Later that day, I chatted a little bit with Brian Davison. Brian has been looking at link structure of related pages on the web for many years, for example, in the context of authority propagation, trust propagation, and hypertext classification. One thing I had not realized was that he actually got interested in the link structure of related pages through his dissertation work on prefetching and caching on the web. Previously, I had known his work just in the context of link structure, for example, his work on topical locality in the web (which I think I in turn came upon via Chakrabarti's excellent Mining the Web).
Brian gave an excellent talk (DOI) in the morning (due to one of his student's having visa issues, which seemed fairly common at this conference), though I unfortunately missed his other student's talk (DOI) later that day on their recent work in web page classification.
Unfortunately, my talk session was at the same time as the question answering session, which is a topic I have grown increasingly interested in of late. The three papers there were: 1 (DOI) 2 (DOI) 3 (DOI).

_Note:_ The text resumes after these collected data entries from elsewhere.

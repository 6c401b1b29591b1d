use chrono::NaiveDate;
use serde_json::{json, Value};
use shared_event_bus::Notice;
use shared_logging::LogLevel;

use crate::{
    error::{ErrorKind, PlannerError},
    placement::Placement,
    storage::DayStorage,
    store::TaskStore,
    tasks::{Priority, ProductivityStats, Task, TaskId},
    telemetry::PlannerTelemetry,
};

/// Planner runtime: the task store of the selected date plus logging and
/// user notices for every operation.
#[derive(Debug)]
pub struct PlannerRuntime<S> {
    store: TaskStore<S>,
    telemetry: Option<PlannerTelemetry>,
}

impl<S: DayStorage> PlannerRuntime<S> {
    /// Wraps an opened store. Tasks repaired while loading are reported.
    #[must_use]
    pub fn new(store: TaskStore<S>, telemetry: Option<PlannerTelemetry>) -> Self {
        let runtime = Self { store, telemetry };
        runtime.report_loaded();
        runtime
    }

    /// Opens `date` from `storage`.
    pub fn open(
        storage: S,
        date: NaiveDate,
        telemetry: Option<PlannerTelemetry>,
    ) -> Result<Self, PlannerError> {
        Ok(Self::new(TaskStore::open(storage, date)?, telemetry))
    }

    /// Injects telemetry at runtime.
    #[must_use]
    pub fn with_telemetry(mut self, telemetry: PlannerTelemetry) -> Self {
        self.telemetry = Some(telemetry);
        self
    }

    /// Read access to the store.
    #[must_use]
    pub const fn store(&self) -> &TaskStore<S> {
        &self.store
    }

    /// Counters for the selected date.
    #[must_use]
    pub fn stats(&self) -> ProductivityStats {
        self.store.stats()
    }

    /// Switches the selected date.
    pub fn select_date(&mut self, date: NaiveDate) -> Result<(), PlannerError> {
        let result = self.store.select_date(date);
        match &result {
            Ok(()) => self.report_loaded(),
            Err(err) => self.reject("planner.date.select_failed", err, json!({ "date": date })),
        }
        result
    }

    /// Adds an unscheduled task.
    pub fn add_task(
        &mut self,
        title: &str,
        duration_minutes: u32,
        priority: Priority,
    ) -> Result<Task, PlannerError> {
        match self.store.add_task(title, duration_minutes, priority) {
            Ok(task) => {
                let payload = json!({
                    "task_id": task.id,
                    "duration": task.duration_minutes,
                    "priority": task.priority.as_str(),
                    "date": self.store.date(),
                });
                self.accept("planner.task.added", payload, "Task added successfully!");
                Ok(task)
            }
            Err(err) => {
                self.reject(
                    "planner.task.add_rejected",
                    &err,
                    json!({ "duration": duration_minutes }),
                );
                Err(err)
            }
        }
    }

    /// Places a task on the grid starting at `slot_id`.
    pub fn schedule(&mut self, id: TaskId, slot_id: &str) -> Result<Placement, PlannerError> {
        match self.store.schedule(id, slot_id) {
            Ok(Placement::Placed { start, span }) => {
                self.accept(
                    "planner.task.scheduled",
                    json!({ "task_id": id, "slot": slot_id, "start": start, "span": span }),
                    "Task scheduled successfully!",
                );
                Ok(Placement::Placed { start, span })
            }
            Ok(Placement::Unchanged) => {
                self.log(
                    LogLevel::Debug,
                    "planner.task.schedule_unchanged",
                    &json!({ "task_id": id, "slot": slot_id }),
                );
                Ok(Placement::Unchanged)
            }
            Err(err) => {
                self.reject(
                    "planner.task.schedule_rejected",
                    &err,
                    json!({ "task_id": id, "slot": slot_id }),
                );
                Err(err)
            }
        }
    }

    /// Deletes a task and frees its slots.
    pub fn delete_task(&mut self, id: TaskId) -> Result<Task, PlannerError> {
        match self.store.delete_task(id) {
            Ok(task) => {
                self.accept(
                    "planner.task.deleted",
                    json!({ "task_id": id, "released": task.assigned_slot_id }),
                    "Task deleted successfully!",
                );
                Ok(task)
            }
            Err(err) => {
                self.reject("planner.task.delete_rejected", &err, json!({ "task_id": id }));
                Err(err)
            }
        }
    }

    /// Flips a task between done and pending.
    pub fn toggle_complete(&mut self, id: TaskId) -> Result<Task, PlannerError> {
        match self.store.toggle_complete(id) {
            Ok(task) => {
                let message = if task.completed {
                    "Task completed!"
                } else {
                    "Task marked as incomplete"
                };
                self.accept(
                    "planner.task.toggled",
                    json!({ "task_id": id, "completed": task.completed }),
                    message,
                );
                Ok(task)
            }
            Err(err) => {
                self.reject("planner.task.toggle_rejected", &err, json!({ "task_id": id }));
                Err(err)
            }
        }
    }

    fn report_loaded(&self) {
        let date = self.store.date();
        self.log(
            LogLevel::Debug,
            "planner.date.loaded",
            &json!({ "date": date, "tasks": self.store.tasks().len() }),
        );
        let repaired = self.store.repaired();
        if !repaired.is_empty() {
            let payload = json!({ "date": date, "task_ids": repaired });
            self.log(LogLevel::Warn, "planner.date.repaired", &payload);
            self.event("planner.date.repaired", payload);
        }
    }

    fn accept(&self, event_type: &str, payload: Value, message: &str) {
        self.log(LogLevel::Info, event_type, &payload);
        self.event(event_type, payload);
        self.notify(&Notice::success(message));
    }

    fn reject(&self, event_type: &str, err: &PlannerError, mut payload: Value) {
        let level = match err.kind() {
            ErrorKind::Storage => LogLevel::Error,
            ErrorKind::Validation | ErrorKind::NotFound => LogLevel::Warn,
        };
        if let Some(fields) = payload.as_object_mut() {
            fields.insert("error".into(), json!(err.to_string()));
        }
        self.log(level, event_type, &payload);
        self.notify(&Notice::error(err.to_string()));
    }

    fn log(&self, level: LogLevel, message: &str, metadata: &Value) {
        if let Some(tel) = &self.telemetry {
            let _ = tel.log(level, message, metadata);
        }
    }

    fn event(&self, event_type: &str, payload: Value) {
        if let Some(tel) = &self.telemetry {
            let _ = tel.event(event_type, payload);
        }
    }

    fn notify(&self, notice: &Notice) {
        if let Some(tel) = &self.telemetry {
            let _ = tel.notify(notice);
        }
    }
}

#[cfg(test)]
mod tests {
    use super::*;
    use crate::{
        storage::{day_key, MemoryStorage},
        telemetry::PlannerTelemetryBuilder,
    };
    use shared_event_bus::MemoryEventBus;
    use std::sync::Arc;
    use tempfile::tempdir;

    fn jan_first() -> NaiveDate {
        NaiveDate::from_ymd_opt(2024, 1, 1).unwrap()
    }

    fn runtime_with_bus(
        storage: Arc<MemoryStorage>,
    ) -> (PlannerRuntime<Arc<MemoryStorage>>, Arc<MemoryEventBus>, tempfile::TempDir) {
        let temp = tempdir().unwrap();
        let bus = Arc::new(MemoryEventBus::new(64));
        let telemetry = PlannerTelemetryBuilder::new("planner-tests")
            .event_publisher(bus.clone())
            .log_path(temp.path().join("planner.log"))
            .build()
            .unwrap();
        let runtime = PlannerRuntime::open(storage, jan_first(), Some(telemetry)).unwrap();
        (runtime, bus, temp)
    }

    #[test]
    fn operations_emit_notices() {
        let (mut runtime, bus, _temp) = runtime_with_bus(Arc::new(MemoryStorage::new()));
        let task = runtime.add_task("Write report", 60, Priority::High).unwrap();
        runtime.schedule(task.id, "9-0").unwrap();
        runtime.toggle_complete(task.id).unwrap();
        runtime.toggle_complete(task.id).unwrap();
        runtime.delete_task(task.id).unwrap();

        let messages: Vec<String> = bus.notices().into_iter().map(|n| n.message).collect();
        assert_eq!(
            messages,
            vec![
                "Task added successfully!",
                "Task scheduled successfully!",
                "Task completed!",
                "Task marked as incomplete",
                "Task deleted successfully!",
            ]
        );
        assert!(bus
            .snapshot()
            .iter()
            .any(|event| event.event_type == "planner.task.scheduled"));
    }

    #[test]
    fn rejections_emit_error_notices_and_log() {
        let (mut runtime, bus, temp) = runtime_with_bus(Arc::new(MemoryStorage::new()));
        assert!(runtime.add_task("", 30, Priority::Low).is_err());
        let task = runtime.add_task("Marathon", 120, Priority::Low).unwrap();
        assert!(runtime.schedule(task.id, "23-0").is_err());

        let notices = bus.notices();
        assert_eq!(notices[0], Notice::error("Please enter a task title"));
        assert_eq!(
            notices[2],
            Notice::error("Not enough consecutive time slots available")
        );
        let log = std::fs::read_to_string(temp.path().join("planner.log")).unwrap();
        assert!(log.contains("planner.task.schedule_rejected"));
        assert_eq!(runtime.stats().scheduled, 0);
    }

    #[test]
    fn unchanged_drop_is_silent() {
        let (mut runtime, bus, _temp) = runtime_with_bus(Arc::new(MemoryStorage::new()));
        let task = runtime.add_task("Focus", 60, Priority::High).unwrap();
        runtime.schedule(task.id, "9-0").unwrap();
        let before = bus.notices().len();
        assert_eq!(runtime.schedule(task.id, "9-30").unwrap(), Placement::Unchanged);
        assert_eq!(bus.notices().len(), before);
    }

    #[test]
    fn repaired_days_are_reported() {
        let storage = Arc::new(MemoryStorage::new());
        let raw = r#"[
            {"id":1,"title":"A","duration":60,"priority":"high","timeSlot":"9-0","completed":false},
            {"id":2,"title":"B","duration":30,"priority":"low","timeSlot":"9-30","completed":false}
        ]"#;
        storage.save(&day_key(jan_first()), raw).unwrap();
        let (runtime, bus, _temp) = runtime_with_bus(storage);
        assert_eq!(runtime.store().repaired(), &[2]);
        assert!(bus
            .snapshot()
            .iter()
            .any(|event| event.event_type == "planner.date.repaired"));
    }

    #[tokio::test]
    async fn notices_are_published_inside_async_code() {
        let (mut runtime, bus, _temp) = runtime_with_bus(Arc::new(MemoryStorage::new()));
        runtime.add_task("Write report", 60, Priority::High).unwrap();
        assert_eq!(bus.notices(), vec![Notice::success("Task added successfully!")]);
        drop(runtime);
    }

    #[tokio::test(flavor = "multi_thread", worker_threads = 2)]
    async fn runtime_used_before_and_inside_async_drops_cleanly() {
        let (mut runtime, bus, _temp) = std::thread::spawn(|| {
            let (mut runtime, bus, temp) = runtime_with_bus(Arc::new(MemoryStorage::new()));
            runtime.add_task("Read", 30, Priority::Low).unwrap();
            (runtime, bus, temp)
        })
        .join()
        .unwrap();
        runtime.add_task("Write", 30, Priority::Low).unwrap();
        assert_eq!(bus.notices().len(), 2);
        drop(runtime);
    }

    #[test]
    fn runtime_without_telemetry_still_works() {
        let mut runtime =
            PlannerRuntime::open(MemoryStorage::new(), jan_first(), None).unwrap();
        let task = runtime.add_task("Quiet", 30, Priority::Medium).unwrap();
        runtime.schedule(task.id, "6-0").unwrap();
        runtime
            .select_date(NaiveDate::from_ymd_opt(2024, 1, 2).unwrap())
            .unwrap();
        assert!(runtime.store().tasks().is_empty());
    }
}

Two papers that had some buzz about them were Pickens et al.'s paper on Collaborative Exploratory Search (DOI) and Liu et al.'s paper on BrowseRank (DOI). The former paper looked at how to work in teams on web search tasks, a topic which is apparently growing increasingly popular in the HCI community these days. The latter paper looked at results ranking based on user browsing behavior from toolbars. I think the Pickens paper ended up winning the Best Paper award.
Lastly, two talks that I found personally interesting were Jonathan Elsas' talk on models for blog feed search (DOI) (slides) and another talk (maybe by Peter Bailey?) on relevance assessment (DOI).
I have been following Jonathan's work for a while now, as he always seems to be doing something interesting with structured, social data. (I finally got to meet him at the conference as well, incidentally.) His talk was mostly about ways to combine both high level and low level structure in blogs, but I was most excited by a somewhat unrelated fact, that they were using Wikipedia for pseudo relevance feedback (PRF). Previous work (DOI) at SIGIR 2007 had looked at this as a possibility, but it was interesting to see both more confirmation that Wikipedia is good for PRF and further mechanisms for using it in that way. Mysteriously, his talk was the third half hour talk in a set of sessions where all of the other sessions had two talks, so he seemed to have the spotlight. In any case, the room was packed.
The talk on relevance assessment was interesting to me because it seemed to be pushing back on a trend which has been happening for a while now. Specifically, in the past few years, there has been a gradual trend towards using extremely cheap sources of labor for creating test collections for evaluating various tasks. For example, some recent work by a former member of the InfoLab looked at Mechanical Turk for evaluating entity resolution (DOI). The relevance assessment paper looked at three types of judges:
- Gold Judges: Created a topic for a particular collection, and are experts in that topic. For instance, a history professor comes up with a topic "items worn by Abraham Lincoln" and judges results as relevant and non-relevant.
- Silver Judges: Did not create the topic, but are an expert in it. For instance, a history professor.
- Bronze Judges: Did not create the topic and are not and expert in it. Just a random user.
That concludes my trip report from Singapore. Apologies for any inaccuracies in the above, I have not had a chance to read many of the papers above in depth yet, so most of my observations are from my vague recollections of the talks. (Do leave a comment if you have any complaints!) Also, if you were at the conference (or were reading the conference papers) and feel like there was important work not discussed here, do leave a comment as well!
Addendum: Yannis pointed me to this other (very recent) paper with more Mechanical Turk evaluation results. Several other people are blogging about SIGIR'08, like Daniel Tunkelang, Pranam Kolari, and Paraic Sheridan. All photos are from the SIGIR'08 website.